- _TASK TO CARRY OUT_:
Say how many lines in the entries hold the word "reported", and reply with that number only.

===== MATERIAL FOR THIS TASK

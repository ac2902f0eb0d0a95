//! asql core - Driver capability contract and shared types
//!
//! This crate provides the traits and types the pooling layer is written
//! against. It defines:
//!
//! - `Connection` - Trait for a physical connection supplied by a driver
//! - `ConnectionFactory` - Trait for creating new connections
//! - `DatabaseDriver` - Trait turning settings into a factory
//! - `Backend` - MySQL / PostgreSQL descriptors and defaults
//! - `ConnectionSettings`, `Value`, `QueryResult` and the error type

mod connection;
mod driver;
mod error;
mod settings;
mod types;

pub use connection::*;
pub use driver::*;
pub use error::*;
pub use settings::*;
pub use types::*;
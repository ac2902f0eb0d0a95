//! Pool configuration types

use std::time::Duration;

use serde::{Deserialize, Serialize};

/// Default upper bound on open connections
pub const DEFAULT_MAX_POOL_SIZE: usize = 10;
/// No connection retries by default
pub const DEFAULT_MAX_CONNECTION_RETRIES: i32 = 0;
/// 5 seconds between connection retries by default
pub const DEFAULT_CONNECTION_RETRY_DELAY_MS: u64 = 5_000;

/// Configuration for a connection pool
///
/// Controls pool sizing, connection retries, idle-connection testing and
/// idle-connection release. Serialized with the camelCase keys of the
/// client configuration object.
#[derive(Debug, Clone, PartialEq, Eq, Serialize, Deserialize)]
#[serde(rename_all = "camelCase", default)]
pub struct PoolConfig {
    /// Maximum number of connections open or being opened at once
    max_pool_size: usize,
    /// Retries after a failed connection attempt (negative = unlimited)
    max_connection_retries: i32,
    /// Delay in milliseconds between connection attempts
    #[serde(rename = "connectionRetryDelay")]
    connection_retry_delay_ms: u64,
    /// Timeout in milliseconds for the liveness probe of an idle connection
    #[serde(rename = "connectionTestTimeout")]
    connection_test_timeout_ms: Option<u64>,
    /// Time in milliseconds an idle connection may sit in the pool before it is closed
    #[serde(rename = "connectionReleaseDelay")]
    connection_release_delay_ms: Option<u64>,
}

impl PoolConfig {
    /// Create a new pool configuration with the given maximum size
    ///
    /// # Panics
    ///
    /// Panics if `max_pool_size` is 0.
    pub fn new(max_pool_size: usize) -> Self {
        assert!(
            max_pool_size > 0,
            "max_pool_size must be greater than 0, got {}",
            max_pool_size
        );

        Self {
            max_pool_size,
            max_connection_retries: DEFAULT_MAX_CONNECTION_RETRIES,
            connection_retry_delay_ms: DEFAULT_CONNECTION_RETRY_DELAY_MS,
            connection_test_timeout_ms: None,
            connection_release_delay_ms: None,
        }
    }

    /// Set the number of retries after a failed connection attempt
    ///
    /// 0 disables retries, a negative value retries forever.
    pub fn with_max_connection_retries(mut self, retries: i32) -> Self {
        self.max_connection_retries = retries;
        self
    }

    /// Set the delay between connection attempts in milliseconds
    pub fn with_connection_retry_delay_ms(mut self, delay_ms: u64) -> Self {
        self.connection_retry_delay_ms = delay_ms;
        self
    }

    /// Enable the liveness probe for idle connections
    pub fn with_connection_test_timeout_ms(mut self, timeout_ms: u64) -> Self {
        self.connection_test_timeout_ms = Some(timeout_ms);
        self
    }

    /// Close idle connections after they sat unused for this long
    pub fn with_connection_release_delay_ms(mut self, delay_ms: u64) -> Self {
        self.connection_release_delay_ms = Some(delay_ms);
        self
    }

    /// Get the maximum pool size
    pub fn max_pool_size(&self) -> usize {
        self.max_pool_size
    }

    /// Get the retry bound (negative = unlimited)
    pub fn max_connection_retries(&self) -> i32 {
        self.max_connection_retries
    }

    /// Get the delay between connection attempts
    pub fn connection_retry_delay(&self) -> Duration {
        Duration::from_millis(self.connection_retry_delay_ms)
    }

    /// Get the liveness probe timeout, if probing is enabled
    ///
    /// A zero timeout counts as disabled.
    pub fn connection_test_timeout(&self) -> Option<Duration> {
        self.connection_test_timeout_ms
            .filter(|ms| *ms > 0)
            .map(Duration::from_millis)
    }

    /// Get the idle release delay, if enabled
    pub fn connection_release_delay(&self) -> Option<Duration> {
        self.connection_release_delay_ms
            .filter(|ms| *ms > 0)
            .map(Duration::from_millis)
    }

    /// Check values that serde cannot reject on its own
    pub fn validate(&self) -> Result<(), String> {
        if self.max_pool_size == 0 {
            return Err("maxPoolSize must be greater than 0".to_string());
        }
        Ok(())
    }
}

impl Default for PoolConfig {
    /// Create a default pool configuration
    ///
    /// Defaults:
    /// - max_pool_size: 10
    /// - max_connection_retries: 0
    /// - connection_retry_delay: 5 seconds
    /// - connection_test_timeout: disabled
    /// - connection_release_delay: disabled
    fn default() -> Self {
        Self::new(DEFAULT_MAX_POOL_SIZE)
    }
}
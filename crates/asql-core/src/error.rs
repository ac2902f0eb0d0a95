//! Error types for asql

use thiserror::Error;

/// Core error type for asql operations
#[derive(Error, Debug)]
pub enum AsqlError {
    #[error("Connection error: {0}")]
    Connection(String),

    #[error("Query error: {0}")]
    Query(String),

    #[error("Configuration error: {0}")]
    Configuration(String),

    #[error("Timeout: {0}")]
    Timeout(String),

    #[error("Pool closed: {0}")]
    PoolClosed(String),

    #[error("Not supported: {0}")]
    NotSupported(String),

    #[error("IO error: {0}")]
    Io(#[from] std::io::Error),

    #[error("Serialization error: {0}")]
    Serialization(#[from] serde_json::Error),

    #[error("TOML error: {0}")]
    Toml(#[from] toml::de::Error),

    #[error("{0}")]
    Other(String),
}

/// Result type alias for asql operations
pub type Result<T> = std::result::Result<T, AsqlError>;
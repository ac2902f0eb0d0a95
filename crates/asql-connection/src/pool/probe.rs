//! Liveness probe for idle connections
//!
//! Before an idle connection is handed out again it can be asked to run a
//! trivial query. The probe races a timer; exactly one of the two outcomes
//! is acted on.

use std::time::{Duration, Instant};

use asql_core::Connection;

/// Query sent to check that a connection still answers
pub const PROBE_QUERY: &str = "SELECT 1 AS alive";

/// Why an idle connection failed its probe
#[derive(Debug, Clone, PartialEq, Eq)]
pub enum ProbeError {
    /// The connection reported itself disconnected
    ConnectionClosed,
    /// The probe query returned an error
    QueryFailed(String),
    /// No answer before the timeout
    Timeout,
}

impl std::fmt::Display for ProbeError {
    fn fmt(&self, f: &mut std::fmt::Formatter<'_>) -> std::fmt::Result {
        match self {
            ProbeError::ConnectionClosed => write!(f, "Connection is closed"),
            ProbeError::QueryFailed(msg) => write!(f, "Probe query failed: {}", msg),
            ProbeError::Timeout => write!(f, "Probe timed out"),
        }
    }
}

impl std::error::Error for ProbeError {}

/// Probe a connection, giving up after `timeout`.
///
/// The query and the timer are polled by one future, so the first to
/// complete decides the outcome and the other is dropped. A late query
/// answer can never be observed after a timeout has been reported.
///
/// Returns the round-trip time on success.
pub async fn probe_connection(conn: &dyn Connection, timeout: Duration) -> Result<Duration, ProbeError> {
    if !conn.is_connected() {
        return Err(ProbeError::ConnectionClosed);
    }

    let start = Instant::now();
    match tokio::time::timeout(timeout, conn.send_query(PROBE_QUERY)).await {
        Ok(Ok(_)) => Ok(start.elapsed()),
        Ok(Err(e)) => Err(ProbeError::QueryFailed(e.to_string())),
        Err(_) => Err(ProbeError::Timeout),
    }
}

==========

- _EXERCISE ANSWER_:
2